Stored data entries
-*-*-

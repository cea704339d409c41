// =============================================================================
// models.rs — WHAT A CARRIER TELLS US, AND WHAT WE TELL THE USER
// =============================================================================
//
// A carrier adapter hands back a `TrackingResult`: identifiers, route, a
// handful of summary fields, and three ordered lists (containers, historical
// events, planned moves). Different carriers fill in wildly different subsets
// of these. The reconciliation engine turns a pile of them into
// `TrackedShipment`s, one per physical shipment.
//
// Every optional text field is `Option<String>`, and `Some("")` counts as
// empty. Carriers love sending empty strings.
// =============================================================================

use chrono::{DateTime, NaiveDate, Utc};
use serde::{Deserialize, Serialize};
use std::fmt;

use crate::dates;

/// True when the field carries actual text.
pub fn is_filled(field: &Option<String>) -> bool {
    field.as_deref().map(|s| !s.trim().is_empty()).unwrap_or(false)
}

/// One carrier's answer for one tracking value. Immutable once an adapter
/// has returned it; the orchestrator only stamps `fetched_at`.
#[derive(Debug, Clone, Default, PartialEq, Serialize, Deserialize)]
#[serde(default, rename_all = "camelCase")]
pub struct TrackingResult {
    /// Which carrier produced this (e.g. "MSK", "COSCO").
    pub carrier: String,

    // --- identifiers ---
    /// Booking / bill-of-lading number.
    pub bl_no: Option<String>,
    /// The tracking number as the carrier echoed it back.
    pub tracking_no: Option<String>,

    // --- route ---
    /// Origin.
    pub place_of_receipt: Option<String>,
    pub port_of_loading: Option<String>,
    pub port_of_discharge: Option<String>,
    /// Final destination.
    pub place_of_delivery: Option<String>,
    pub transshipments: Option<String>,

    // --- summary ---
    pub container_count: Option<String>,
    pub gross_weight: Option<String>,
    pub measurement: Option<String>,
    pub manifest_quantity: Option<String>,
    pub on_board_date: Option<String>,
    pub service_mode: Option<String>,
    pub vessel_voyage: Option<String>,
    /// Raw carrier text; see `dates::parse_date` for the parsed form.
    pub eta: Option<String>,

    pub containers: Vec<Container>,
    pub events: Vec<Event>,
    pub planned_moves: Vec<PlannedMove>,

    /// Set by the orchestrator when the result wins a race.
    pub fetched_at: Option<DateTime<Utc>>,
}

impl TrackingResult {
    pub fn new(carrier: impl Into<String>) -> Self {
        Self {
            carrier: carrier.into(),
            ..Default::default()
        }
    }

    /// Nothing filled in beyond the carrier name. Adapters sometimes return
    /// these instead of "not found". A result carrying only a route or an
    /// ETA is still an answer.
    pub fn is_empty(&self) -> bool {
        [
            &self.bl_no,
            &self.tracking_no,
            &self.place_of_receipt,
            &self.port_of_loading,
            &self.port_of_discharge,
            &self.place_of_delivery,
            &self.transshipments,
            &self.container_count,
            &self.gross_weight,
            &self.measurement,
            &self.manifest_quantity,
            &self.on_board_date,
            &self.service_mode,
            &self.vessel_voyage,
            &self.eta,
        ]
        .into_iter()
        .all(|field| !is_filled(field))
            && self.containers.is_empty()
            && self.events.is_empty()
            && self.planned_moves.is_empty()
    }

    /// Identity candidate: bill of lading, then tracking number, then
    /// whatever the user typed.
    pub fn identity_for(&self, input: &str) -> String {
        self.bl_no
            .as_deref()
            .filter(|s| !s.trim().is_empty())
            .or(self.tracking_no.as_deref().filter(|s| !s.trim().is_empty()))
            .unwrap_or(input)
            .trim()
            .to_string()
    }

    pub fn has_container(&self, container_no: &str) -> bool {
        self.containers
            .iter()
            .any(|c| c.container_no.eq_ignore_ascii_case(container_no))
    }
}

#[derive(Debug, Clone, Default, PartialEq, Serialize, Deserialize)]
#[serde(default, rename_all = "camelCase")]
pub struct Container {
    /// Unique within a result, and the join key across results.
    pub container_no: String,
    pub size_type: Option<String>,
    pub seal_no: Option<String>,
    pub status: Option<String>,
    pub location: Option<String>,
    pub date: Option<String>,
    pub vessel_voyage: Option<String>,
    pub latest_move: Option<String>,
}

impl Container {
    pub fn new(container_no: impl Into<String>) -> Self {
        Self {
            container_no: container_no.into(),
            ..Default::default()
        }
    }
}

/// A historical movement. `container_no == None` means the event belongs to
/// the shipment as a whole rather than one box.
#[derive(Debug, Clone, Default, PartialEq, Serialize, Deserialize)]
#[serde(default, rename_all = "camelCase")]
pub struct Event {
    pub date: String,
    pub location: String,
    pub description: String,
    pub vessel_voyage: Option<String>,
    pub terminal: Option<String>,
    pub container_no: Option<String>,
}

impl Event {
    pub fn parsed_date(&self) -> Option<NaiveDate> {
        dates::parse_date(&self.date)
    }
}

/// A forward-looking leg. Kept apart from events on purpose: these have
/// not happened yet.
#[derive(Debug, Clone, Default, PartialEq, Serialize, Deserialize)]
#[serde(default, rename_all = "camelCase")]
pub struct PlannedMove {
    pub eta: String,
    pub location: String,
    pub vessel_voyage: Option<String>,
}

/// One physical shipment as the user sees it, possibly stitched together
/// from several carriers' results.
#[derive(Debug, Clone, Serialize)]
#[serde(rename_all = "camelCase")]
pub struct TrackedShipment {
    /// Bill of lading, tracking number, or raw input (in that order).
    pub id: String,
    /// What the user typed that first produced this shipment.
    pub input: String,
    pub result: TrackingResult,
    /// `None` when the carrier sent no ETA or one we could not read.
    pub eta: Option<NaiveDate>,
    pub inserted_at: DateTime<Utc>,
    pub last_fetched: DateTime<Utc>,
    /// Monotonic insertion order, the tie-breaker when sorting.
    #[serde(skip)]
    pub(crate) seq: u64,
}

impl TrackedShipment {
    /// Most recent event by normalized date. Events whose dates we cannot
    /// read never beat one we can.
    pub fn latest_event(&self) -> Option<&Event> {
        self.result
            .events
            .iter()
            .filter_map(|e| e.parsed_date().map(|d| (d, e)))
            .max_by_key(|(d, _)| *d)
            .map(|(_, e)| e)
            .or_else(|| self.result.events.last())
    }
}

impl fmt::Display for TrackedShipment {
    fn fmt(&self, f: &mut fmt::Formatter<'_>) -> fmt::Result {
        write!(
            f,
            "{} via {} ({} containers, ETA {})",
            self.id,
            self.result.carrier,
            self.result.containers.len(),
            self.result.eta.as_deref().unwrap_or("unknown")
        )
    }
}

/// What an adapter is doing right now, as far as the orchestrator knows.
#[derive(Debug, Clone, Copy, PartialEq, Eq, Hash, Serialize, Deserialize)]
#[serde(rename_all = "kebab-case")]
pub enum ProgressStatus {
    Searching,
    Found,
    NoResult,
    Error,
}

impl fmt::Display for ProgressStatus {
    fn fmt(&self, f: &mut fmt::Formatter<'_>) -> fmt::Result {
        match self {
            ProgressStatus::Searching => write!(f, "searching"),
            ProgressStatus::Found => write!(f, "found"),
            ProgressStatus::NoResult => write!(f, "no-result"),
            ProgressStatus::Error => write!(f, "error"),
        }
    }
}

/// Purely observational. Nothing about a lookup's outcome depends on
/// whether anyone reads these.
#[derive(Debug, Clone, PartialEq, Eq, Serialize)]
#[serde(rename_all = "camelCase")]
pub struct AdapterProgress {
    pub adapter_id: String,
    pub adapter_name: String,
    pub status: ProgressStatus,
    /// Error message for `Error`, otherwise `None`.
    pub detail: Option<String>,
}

-*-*-

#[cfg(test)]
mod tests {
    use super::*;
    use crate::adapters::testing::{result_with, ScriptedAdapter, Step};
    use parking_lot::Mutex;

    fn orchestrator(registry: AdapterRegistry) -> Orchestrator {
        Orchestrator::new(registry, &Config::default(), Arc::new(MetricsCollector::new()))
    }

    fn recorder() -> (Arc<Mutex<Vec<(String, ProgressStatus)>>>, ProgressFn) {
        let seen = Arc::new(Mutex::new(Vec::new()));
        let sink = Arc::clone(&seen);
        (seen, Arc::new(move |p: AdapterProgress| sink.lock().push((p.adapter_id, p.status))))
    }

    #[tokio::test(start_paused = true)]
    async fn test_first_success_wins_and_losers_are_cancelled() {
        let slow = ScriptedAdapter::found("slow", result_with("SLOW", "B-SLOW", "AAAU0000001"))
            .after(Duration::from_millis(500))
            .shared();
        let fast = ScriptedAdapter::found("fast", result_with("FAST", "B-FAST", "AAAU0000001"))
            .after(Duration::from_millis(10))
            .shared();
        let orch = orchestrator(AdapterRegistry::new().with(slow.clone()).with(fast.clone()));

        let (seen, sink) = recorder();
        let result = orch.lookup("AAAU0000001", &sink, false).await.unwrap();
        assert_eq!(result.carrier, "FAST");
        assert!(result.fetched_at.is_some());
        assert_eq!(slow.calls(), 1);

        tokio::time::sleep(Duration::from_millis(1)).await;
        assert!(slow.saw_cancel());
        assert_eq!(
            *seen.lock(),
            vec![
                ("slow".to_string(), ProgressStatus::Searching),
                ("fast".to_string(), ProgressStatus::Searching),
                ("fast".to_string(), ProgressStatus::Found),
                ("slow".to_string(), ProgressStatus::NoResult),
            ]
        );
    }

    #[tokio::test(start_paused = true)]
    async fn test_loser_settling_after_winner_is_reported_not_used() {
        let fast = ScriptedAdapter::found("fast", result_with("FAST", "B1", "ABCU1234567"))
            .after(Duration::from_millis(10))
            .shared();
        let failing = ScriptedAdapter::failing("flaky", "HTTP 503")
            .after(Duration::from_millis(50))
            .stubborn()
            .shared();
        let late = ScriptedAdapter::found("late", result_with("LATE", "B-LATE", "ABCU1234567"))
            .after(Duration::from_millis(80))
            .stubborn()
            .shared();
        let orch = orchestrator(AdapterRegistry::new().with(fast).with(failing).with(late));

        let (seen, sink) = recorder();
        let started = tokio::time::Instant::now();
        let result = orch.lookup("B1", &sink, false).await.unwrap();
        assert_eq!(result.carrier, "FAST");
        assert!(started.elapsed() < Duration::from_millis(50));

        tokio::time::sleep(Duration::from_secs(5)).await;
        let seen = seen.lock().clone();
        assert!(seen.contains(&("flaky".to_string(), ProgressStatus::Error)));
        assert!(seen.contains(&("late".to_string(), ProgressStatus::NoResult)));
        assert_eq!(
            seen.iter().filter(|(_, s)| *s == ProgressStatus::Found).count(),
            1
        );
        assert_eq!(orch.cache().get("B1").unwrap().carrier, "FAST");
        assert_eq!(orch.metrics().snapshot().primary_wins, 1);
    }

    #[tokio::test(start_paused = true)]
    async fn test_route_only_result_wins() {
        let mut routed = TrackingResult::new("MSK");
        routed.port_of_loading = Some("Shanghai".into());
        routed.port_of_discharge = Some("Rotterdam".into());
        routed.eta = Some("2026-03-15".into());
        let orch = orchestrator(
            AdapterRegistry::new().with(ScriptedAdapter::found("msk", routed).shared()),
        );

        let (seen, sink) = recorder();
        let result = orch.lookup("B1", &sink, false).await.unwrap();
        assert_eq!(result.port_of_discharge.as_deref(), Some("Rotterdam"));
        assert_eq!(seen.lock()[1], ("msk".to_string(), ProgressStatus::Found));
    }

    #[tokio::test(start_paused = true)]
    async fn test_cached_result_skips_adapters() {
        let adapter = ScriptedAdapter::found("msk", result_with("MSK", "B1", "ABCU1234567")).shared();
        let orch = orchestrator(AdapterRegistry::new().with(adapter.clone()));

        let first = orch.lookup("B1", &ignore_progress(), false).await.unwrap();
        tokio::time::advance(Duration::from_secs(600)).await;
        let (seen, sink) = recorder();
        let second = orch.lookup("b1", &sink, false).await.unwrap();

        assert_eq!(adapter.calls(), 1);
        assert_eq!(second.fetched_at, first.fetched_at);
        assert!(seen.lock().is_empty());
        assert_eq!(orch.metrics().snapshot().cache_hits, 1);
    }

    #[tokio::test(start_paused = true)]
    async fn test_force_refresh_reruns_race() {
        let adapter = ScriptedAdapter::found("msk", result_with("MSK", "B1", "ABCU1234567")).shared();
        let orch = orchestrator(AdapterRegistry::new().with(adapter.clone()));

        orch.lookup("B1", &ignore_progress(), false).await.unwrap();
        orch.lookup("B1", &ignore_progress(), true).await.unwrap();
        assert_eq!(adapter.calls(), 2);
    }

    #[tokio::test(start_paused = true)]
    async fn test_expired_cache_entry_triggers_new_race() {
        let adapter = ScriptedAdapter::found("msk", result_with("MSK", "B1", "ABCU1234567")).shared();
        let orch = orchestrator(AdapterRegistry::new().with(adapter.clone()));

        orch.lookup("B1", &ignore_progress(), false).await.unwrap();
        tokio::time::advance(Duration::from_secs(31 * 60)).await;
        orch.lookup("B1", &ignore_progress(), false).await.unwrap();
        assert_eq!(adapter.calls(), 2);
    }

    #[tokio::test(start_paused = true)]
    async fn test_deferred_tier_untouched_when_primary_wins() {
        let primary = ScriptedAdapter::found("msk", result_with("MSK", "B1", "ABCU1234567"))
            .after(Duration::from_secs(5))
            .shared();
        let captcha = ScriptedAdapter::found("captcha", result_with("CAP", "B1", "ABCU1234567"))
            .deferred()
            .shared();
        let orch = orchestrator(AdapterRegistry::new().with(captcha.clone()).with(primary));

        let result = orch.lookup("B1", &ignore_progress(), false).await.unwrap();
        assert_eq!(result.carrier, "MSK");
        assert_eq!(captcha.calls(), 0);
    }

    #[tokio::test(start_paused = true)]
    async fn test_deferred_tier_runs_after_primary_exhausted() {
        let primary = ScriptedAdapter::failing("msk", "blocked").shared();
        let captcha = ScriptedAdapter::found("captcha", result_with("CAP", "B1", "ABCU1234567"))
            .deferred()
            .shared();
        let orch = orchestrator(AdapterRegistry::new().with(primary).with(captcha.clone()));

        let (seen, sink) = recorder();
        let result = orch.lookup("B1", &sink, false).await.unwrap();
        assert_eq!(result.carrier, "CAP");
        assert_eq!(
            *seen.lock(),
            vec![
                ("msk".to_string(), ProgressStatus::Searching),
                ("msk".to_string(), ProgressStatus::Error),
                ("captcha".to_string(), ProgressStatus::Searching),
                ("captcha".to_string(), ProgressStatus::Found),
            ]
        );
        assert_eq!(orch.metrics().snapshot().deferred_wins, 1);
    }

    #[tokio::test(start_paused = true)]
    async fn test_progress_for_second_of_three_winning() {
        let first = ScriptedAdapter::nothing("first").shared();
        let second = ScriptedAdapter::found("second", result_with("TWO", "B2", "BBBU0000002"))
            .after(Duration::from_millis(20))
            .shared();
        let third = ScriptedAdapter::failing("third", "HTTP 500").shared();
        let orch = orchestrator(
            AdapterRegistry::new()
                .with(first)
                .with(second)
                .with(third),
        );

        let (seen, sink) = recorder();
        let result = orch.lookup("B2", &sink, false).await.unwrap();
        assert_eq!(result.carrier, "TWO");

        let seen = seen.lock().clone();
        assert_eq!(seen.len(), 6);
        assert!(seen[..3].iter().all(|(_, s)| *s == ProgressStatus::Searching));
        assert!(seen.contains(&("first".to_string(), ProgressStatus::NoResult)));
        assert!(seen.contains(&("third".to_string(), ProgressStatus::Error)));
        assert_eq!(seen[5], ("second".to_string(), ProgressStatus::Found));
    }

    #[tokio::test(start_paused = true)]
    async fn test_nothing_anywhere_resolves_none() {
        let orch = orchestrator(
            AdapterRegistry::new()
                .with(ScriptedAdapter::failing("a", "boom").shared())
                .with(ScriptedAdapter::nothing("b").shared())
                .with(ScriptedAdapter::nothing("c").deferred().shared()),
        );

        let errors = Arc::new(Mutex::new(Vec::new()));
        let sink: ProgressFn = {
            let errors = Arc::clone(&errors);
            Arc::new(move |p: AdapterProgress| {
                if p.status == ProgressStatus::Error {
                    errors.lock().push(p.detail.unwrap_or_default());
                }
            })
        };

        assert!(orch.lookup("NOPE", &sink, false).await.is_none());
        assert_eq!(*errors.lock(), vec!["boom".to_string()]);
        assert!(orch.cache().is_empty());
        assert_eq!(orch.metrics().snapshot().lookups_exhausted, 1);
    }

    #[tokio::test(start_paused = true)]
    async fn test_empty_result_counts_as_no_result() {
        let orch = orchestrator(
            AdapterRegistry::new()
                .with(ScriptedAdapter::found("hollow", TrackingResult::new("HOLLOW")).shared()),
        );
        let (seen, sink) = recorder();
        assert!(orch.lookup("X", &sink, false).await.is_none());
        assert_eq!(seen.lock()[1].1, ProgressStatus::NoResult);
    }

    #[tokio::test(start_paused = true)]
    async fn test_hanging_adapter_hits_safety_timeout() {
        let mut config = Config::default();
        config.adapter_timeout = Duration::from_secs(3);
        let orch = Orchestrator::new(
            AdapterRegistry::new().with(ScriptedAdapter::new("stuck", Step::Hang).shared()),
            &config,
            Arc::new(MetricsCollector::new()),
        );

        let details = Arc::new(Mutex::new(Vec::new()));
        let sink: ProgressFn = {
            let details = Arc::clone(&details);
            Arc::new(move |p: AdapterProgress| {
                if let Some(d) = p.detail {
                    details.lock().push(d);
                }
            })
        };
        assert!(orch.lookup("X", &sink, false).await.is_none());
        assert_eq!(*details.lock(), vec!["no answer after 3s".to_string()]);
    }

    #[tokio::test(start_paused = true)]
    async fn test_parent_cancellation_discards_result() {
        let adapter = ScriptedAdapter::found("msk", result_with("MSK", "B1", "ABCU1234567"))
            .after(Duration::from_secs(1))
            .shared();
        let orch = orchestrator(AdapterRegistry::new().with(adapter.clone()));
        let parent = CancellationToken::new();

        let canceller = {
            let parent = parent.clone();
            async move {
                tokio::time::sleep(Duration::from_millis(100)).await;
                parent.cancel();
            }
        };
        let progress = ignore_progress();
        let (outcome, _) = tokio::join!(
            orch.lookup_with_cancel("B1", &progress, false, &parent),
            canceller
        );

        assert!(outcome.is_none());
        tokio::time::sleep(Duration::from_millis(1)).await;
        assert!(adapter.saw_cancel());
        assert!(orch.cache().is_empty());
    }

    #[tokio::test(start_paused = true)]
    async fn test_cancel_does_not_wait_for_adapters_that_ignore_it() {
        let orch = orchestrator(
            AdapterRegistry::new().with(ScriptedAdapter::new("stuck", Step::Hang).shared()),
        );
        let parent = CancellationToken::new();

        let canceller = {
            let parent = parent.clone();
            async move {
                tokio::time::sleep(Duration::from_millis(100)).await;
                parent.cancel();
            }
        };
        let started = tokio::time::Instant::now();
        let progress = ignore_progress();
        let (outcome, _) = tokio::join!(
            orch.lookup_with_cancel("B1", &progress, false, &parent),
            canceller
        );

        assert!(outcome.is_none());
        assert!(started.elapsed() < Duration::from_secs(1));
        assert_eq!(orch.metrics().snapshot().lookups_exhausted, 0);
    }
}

-*-*-

◆ What you are asked to do:
Scan the entries for the word "routed". Report each line that has it.

◆ Expected answer:
        let mut routed = TrackingResult::new("MSK");
        routed.port_of_loading = Some("Shanghai".into());
        routed.port_of_discharge = Some("Rotterdam".into());
        routed.eta = Some("2026-03-15".into());
            AdapterRegistry::new().with(ScriptedAdapter::found("msk", routed).shared()),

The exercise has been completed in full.